Records:
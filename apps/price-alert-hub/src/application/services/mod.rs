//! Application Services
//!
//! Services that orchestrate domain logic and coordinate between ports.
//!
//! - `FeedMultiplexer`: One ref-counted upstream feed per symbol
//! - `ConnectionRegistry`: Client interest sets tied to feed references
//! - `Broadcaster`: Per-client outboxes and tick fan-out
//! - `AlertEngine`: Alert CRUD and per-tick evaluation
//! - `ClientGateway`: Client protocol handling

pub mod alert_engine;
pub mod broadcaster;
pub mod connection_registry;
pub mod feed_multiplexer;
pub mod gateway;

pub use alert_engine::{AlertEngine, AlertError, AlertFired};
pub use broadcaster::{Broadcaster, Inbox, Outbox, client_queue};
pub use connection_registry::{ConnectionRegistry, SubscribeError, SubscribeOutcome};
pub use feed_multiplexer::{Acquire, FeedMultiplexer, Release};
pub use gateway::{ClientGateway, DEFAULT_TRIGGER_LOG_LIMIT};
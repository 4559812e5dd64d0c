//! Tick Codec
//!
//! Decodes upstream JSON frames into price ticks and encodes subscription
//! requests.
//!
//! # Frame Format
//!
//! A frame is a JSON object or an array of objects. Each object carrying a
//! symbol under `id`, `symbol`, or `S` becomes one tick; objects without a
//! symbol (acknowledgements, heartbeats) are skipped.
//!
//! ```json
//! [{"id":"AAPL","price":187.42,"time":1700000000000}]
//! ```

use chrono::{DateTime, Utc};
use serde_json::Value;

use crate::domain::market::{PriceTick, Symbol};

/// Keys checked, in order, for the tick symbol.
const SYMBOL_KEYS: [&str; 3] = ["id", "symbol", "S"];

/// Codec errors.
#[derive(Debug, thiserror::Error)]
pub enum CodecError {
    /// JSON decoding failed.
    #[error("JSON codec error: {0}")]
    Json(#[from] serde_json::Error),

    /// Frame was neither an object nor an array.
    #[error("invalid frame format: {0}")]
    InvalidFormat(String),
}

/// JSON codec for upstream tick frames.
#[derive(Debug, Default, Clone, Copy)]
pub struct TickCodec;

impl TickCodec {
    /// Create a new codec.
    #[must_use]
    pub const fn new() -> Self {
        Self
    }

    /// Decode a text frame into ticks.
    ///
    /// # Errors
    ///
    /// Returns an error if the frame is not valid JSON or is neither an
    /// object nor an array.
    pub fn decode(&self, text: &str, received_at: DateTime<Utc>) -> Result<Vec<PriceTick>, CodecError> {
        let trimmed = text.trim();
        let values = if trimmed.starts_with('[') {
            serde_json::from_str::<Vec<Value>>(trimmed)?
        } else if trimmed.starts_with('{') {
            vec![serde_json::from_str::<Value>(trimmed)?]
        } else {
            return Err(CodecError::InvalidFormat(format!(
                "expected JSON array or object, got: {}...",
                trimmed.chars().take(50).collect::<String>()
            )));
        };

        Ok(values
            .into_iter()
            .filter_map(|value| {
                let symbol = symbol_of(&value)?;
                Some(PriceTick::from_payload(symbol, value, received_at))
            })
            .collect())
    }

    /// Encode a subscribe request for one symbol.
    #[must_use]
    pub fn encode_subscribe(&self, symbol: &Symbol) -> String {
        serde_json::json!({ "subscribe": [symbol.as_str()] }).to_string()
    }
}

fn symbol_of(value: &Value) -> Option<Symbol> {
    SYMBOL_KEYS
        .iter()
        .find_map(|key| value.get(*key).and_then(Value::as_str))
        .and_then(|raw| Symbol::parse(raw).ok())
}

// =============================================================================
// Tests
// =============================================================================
* * *
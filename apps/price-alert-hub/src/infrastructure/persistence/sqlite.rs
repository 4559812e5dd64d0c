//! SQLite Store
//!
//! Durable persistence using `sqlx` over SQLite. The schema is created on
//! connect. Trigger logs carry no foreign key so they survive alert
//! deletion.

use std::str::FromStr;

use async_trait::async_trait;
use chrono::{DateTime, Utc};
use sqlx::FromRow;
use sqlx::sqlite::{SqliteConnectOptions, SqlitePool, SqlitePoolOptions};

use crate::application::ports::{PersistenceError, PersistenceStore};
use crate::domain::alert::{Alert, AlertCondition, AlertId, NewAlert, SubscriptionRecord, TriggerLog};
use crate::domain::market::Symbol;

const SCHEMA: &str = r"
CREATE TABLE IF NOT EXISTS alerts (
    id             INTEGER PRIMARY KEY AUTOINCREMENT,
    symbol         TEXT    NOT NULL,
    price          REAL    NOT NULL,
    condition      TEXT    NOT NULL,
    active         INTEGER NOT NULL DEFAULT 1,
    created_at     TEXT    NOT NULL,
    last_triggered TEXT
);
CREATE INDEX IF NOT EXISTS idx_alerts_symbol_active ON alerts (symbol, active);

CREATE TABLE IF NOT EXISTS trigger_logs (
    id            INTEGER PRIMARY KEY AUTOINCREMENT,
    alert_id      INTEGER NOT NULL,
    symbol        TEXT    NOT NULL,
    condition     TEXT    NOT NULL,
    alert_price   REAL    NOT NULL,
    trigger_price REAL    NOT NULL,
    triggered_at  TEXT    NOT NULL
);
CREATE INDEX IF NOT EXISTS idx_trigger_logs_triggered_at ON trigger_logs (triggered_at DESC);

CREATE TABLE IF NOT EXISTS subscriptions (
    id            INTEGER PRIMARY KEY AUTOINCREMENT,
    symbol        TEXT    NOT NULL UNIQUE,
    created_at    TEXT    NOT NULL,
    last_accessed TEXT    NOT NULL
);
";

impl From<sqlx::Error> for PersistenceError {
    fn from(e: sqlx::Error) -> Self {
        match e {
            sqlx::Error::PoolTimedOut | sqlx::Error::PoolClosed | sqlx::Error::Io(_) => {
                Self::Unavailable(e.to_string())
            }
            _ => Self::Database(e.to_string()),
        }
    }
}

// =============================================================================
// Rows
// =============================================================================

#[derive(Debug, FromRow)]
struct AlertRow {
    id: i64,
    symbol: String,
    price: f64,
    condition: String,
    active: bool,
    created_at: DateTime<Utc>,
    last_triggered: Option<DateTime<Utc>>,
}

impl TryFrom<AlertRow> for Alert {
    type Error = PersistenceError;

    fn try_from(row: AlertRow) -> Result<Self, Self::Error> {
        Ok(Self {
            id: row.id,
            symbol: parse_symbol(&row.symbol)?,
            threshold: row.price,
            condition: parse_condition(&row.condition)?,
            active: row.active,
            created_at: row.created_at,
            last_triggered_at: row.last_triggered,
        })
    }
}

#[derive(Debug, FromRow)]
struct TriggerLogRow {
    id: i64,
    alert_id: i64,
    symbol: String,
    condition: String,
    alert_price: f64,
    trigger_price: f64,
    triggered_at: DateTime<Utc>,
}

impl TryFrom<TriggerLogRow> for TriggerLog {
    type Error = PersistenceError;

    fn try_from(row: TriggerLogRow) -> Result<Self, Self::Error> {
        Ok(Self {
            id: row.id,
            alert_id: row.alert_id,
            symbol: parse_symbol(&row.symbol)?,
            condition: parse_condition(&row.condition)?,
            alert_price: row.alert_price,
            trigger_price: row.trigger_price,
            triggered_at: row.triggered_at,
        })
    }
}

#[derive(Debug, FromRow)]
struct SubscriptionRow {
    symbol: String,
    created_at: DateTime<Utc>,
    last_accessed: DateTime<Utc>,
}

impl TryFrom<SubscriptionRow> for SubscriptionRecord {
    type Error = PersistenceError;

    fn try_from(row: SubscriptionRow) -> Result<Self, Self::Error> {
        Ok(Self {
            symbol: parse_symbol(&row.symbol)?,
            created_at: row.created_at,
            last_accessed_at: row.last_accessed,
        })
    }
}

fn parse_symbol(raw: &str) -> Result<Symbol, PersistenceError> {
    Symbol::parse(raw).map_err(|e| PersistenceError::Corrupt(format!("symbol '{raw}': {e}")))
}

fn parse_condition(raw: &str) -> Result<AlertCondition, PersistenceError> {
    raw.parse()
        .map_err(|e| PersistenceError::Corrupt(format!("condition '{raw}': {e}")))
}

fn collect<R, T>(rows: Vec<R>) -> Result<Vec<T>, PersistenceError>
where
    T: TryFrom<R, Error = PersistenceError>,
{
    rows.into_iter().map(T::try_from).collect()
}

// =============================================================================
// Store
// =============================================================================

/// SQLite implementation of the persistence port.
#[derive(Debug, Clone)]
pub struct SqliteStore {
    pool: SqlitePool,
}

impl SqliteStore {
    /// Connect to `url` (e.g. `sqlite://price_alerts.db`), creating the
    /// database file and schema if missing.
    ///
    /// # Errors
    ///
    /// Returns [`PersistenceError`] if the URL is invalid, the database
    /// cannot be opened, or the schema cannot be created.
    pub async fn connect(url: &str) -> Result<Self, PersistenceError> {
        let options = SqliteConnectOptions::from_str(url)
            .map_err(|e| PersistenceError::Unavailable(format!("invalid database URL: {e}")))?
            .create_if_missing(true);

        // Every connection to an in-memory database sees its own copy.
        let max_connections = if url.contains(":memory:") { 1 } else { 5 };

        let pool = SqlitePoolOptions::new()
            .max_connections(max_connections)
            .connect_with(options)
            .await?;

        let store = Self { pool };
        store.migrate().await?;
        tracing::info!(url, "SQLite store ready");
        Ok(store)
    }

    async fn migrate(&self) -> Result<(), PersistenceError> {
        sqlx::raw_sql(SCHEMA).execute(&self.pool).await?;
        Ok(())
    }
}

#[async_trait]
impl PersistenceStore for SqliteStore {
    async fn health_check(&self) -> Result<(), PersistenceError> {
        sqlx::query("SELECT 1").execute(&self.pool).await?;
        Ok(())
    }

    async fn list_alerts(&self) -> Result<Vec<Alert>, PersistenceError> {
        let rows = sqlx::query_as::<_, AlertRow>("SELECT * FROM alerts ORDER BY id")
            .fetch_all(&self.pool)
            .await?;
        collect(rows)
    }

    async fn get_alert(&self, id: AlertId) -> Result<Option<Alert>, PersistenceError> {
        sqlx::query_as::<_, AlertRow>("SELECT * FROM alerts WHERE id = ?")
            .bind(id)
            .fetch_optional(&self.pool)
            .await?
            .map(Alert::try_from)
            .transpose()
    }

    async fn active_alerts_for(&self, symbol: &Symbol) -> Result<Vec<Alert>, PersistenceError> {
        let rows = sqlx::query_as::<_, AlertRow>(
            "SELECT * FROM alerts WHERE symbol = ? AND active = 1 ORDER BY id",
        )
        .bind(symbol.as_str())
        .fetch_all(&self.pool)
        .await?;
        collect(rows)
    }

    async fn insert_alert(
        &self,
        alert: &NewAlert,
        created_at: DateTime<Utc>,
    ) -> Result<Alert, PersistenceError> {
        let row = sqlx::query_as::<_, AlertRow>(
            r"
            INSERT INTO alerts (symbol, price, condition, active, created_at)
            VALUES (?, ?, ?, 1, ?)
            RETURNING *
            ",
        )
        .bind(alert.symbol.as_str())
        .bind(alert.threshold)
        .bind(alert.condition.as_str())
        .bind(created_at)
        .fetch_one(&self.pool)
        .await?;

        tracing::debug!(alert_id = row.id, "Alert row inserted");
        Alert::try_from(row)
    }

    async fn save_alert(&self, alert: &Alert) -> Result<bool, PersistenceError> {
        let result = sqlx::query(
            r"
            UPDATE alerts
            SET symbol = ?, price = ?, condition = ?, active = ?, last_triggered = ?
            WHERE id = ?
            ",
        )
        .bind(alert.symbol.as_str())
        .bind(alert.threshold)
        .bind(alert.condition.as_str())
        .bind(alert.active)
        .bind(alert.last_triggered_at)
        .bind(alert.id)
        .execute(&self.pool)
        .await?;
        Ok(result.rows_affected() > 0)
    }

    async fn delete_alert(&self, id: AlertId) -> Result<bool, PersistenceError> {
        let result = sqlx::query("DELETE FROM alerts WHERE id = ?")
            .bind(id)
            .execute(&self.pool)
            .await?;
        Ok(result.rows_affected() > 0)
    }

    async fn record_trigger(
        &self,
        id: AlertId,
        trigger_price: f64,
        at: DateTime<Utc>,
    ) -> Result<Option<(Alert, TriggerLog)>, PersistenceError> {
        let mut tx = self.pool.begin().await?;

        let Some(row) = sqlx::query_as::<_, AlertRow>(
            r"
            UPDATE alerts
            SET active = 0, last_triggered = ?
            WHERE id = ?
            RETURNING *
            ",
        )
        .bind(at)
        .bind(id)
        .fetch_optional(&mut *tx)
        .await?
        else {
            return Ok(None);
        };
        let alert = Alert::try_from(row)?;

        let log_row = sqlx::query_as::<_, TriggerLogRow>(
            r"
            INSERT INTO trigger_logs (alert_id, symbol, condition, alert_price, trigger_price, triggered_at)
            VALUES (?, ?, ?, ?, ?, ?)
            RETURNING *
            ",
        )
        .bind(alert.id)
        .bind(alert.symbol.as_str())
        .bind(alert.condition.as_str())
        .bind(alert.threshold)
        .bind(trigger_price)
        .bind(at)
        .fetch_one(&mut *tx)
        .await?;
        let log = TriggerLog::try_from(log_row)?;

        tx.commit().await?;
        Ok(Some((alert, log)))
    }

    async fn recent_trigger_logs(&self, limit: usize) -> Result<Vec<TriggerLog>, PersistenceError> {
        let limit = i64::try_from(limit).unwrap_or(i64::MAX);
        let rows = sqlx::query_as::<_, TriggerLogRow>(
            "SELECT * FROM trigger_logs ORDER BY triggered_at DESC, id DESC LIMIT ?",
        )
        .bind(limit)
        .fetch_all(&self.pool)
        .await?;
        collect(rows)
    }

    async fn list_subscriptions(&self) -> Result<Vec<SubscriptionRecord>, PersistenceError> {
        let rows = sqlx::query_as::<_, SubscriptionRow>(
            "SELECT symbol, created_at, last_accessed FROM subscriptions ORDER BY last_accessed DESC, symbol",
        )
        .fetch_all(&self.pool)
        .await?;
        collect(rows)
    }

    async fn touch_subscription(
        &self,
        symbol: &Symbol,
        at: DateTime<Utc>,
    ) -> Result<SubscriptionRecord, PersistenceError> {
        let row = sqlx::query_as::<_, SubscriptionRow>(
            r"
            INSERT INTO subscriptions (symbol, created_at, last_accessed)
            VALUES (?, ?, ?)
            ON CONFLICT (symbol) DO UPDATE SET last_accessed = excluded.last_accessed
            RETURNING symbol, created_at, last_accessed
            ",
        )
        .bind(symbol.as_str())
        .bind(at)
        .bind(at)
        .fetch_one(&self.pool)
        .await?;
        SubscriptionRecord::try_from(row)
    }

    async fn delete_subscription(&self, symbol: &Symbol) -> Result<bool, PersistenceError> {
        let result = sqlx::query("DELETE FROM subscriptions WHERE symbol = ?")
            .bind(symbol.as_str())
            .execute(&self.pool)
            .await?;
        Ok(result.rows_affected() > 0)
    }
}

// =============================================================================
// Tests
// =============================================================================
...
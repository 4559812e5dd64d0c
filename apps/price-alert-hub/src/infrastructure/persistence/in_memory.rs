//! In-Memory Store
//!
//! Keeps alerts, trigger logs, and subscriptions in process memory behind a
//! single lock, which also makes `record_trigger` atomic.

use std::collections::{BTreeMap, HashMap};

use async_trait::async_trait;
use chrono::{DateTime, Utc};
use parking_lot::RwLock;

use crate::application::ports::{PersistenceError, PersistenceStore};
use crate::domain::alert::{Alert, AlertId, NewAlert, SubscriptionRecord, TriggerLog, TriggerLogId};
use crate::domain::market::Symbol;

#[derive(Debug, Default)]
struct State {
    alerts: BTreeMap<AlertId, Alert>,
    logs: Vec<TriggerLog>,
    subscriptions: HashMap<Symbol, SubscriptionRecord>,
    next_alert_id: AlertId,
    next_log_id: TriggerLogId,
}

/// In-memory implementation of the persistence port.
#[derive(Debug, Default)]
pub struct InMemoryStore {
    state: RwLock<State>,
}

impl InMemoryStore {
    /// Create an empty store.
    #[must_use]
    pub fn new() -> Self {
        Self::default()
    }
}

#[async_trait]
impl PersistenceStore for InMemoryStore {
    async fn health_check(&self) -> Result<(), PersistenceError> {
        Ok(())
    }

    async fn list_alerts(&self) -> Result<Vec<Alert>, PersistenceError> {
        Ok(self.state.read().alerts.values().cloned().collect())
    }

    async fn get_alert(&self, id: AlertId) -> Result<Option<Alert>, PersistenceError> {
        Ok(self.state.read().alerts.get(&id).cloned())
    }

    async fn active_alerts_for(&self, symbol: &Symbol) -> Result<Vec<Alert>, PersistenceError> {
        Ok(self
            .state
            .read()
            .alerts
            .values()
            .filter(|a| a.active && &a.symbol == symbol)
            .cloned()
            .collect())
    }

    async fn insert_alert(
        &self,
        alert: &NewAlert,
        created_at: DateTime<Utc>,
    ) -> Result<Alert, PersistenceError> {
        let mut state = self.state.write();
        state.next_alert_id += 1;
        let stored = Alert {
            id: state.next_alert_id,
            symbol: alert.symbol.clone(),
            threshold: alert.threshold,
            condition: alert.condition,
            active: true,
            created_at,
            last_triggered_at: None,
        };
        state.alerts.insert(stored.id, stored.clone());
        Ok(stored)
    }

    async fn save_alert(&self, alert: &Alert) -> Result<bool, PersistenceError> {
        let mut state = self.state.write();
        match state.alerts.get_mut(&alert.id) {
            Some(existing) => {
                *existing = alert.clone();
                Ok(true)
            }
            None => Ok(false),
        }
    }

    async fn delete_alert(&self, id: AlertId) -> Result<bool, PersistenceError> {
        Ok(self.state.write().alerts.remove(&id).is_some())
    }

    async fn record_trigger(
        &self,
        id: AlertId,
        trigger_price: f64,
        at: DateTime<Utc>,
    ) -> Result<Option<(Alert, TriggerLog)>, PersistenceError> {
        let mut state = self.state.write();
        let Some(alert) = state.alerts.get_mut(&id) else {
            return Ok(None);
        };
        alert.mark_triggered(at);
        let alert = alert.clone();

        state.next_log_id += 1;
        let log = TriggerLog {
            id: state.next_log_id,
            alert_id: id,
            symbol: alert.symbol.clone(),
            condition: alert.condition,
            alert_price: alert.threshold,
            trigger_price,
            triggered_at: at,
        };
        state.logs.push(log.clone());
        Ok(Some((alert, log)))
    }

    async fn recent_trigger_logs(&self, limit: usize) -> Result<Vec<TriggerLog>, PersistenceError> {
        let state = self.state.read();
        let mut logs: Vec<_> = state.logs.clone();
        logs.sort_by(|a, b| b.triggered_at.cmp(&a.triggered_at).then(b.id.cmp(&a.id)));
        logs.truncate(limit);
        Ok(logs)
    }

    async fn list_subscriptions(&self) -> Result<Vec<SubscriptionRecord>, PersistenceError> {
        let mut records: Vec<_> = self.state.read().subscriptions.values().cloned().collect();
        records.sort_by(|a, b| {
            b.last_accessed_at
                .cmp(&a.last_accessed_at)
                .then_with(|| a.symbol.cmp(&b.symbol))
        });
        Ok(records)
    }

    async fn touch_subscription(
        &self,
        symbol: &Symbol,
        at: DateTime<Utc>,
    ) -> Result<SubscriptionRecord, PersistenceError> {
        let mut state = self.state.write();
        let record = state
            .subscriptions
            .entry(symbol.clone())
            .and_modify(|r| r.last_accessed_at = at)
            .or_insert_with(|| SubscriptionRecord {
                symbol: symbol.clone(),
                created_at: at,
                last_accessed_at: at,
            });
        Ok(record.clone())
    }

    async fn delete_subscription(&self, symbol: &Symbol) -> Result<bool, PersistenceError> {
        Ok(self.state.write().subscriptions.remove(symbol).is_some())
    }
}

Your task:
Could you restate word for word the lines above from the one containing "its own copy." through the one containing "impl PersistenceStore for SqliteStore", both included, and nothing else?

Answer for the task:
        // Every connection to an in-memory database sees its own copy.
        let max_connections = if url.contains(":memory:") { 1 } else { 5 };

        let pool = SqlitePoolOptions::new()
            .max_connections(max_connections)
            .connect_with(options)
            .await?;

        let store = Self { pool };
        store.migrate().await?;
        tracing::info!(url, "SQLite store ready");
        Ok(store)
    }

    async fn migrate(&self) -> Result<(), PersistenceError> {
        sqlx::raw_sql(SCHEMA).execute(&self.pool).await?;
        Ok(())
    }
}

#[async_trait]
impl PersistenceStore for SqliteStore {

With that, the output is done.